Search term "UpdateStatus": please copy every line of the records below that contains it.

((

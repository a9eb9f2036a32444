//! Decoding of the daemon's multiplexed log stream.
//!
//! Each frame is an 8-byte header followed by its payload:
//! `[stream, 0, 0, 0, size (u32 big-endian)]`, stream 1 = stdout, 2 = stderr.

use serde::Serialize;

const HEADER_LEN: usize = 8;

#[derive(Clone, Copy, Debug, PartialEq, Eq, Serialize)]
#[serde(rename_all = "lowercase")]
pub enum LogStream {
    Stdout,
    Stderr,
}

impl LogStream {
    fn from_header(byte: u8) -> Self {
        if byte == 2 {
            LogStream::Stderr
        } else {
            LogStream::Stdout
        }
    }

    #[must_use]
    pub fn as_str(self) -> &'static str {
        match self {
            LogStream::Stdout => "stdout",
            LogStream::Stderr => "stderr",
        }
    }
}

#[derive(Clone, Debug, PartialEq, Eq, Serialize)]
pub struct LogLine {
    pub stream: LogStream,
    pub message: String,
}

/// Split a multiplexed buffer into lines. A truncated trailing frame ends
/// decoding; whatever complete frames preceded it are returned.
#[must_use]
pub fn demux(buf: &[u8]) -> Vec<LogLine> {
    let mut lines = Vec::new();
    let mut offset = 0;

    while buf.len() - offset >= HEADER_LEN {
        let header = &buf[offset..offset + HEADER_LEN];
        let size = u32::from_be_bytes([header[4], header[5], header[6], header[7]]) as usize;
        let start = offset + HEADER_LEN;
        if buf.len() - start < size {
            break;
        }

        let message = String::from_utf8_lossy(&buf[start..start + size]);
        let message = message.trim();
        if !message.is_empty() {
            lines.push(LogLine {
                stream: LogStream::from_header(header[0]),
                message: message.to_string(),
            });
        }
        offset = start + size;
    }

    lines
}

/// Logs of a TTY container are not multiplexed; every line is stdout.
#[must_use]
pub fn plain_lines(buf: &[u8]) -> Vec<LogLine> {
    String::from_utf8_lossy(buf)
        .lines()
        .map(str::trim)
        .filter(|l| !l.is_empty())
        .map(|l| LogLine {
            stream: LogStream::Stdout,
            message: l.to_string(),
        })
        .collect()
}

))
((

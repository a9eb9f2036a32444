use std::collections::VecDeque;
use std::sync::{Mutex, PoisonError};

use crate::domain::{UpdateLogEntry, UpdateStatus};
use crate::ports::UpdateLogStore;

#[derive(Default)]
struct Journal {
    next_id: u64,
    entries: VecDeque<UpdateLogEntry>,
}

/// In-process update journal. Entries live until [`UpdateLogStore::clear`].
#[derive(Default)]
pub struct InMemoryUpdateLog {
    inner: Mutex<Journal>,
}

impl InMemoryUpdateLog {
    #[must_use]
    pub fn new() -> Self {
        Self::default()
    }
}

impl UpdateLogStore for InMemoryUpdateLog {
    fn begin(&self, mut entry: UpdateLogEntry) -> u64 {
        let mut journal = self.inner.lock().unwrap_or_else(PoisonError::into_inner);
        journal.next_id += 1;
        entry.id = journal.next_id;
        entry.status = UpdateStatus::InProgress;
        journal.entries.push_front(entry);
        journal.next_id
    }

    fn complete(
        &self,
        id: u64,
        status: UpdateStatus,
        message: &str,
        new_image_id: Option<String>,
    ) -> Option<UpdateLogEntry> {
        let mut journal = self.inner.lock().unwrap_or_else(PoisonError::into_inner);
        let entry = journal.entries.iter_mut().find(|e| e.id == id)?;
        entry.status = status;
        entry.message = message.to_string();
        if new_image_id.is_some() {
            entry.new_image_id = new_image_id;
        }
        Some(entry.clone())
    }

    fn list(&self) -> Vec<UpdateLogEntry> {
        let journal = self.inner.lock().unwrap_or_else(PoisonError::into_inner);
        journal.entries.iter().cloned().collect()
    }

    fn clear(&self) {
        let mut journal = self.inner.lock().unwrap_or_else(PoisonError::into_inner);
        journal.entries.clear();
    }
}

))

RESPONSE AREA:
use crate::domain::{UpdateLogEntry, UpdateStatus};
        entry.status = UpdateStatus::InProgress;
        status: UpdateStatus,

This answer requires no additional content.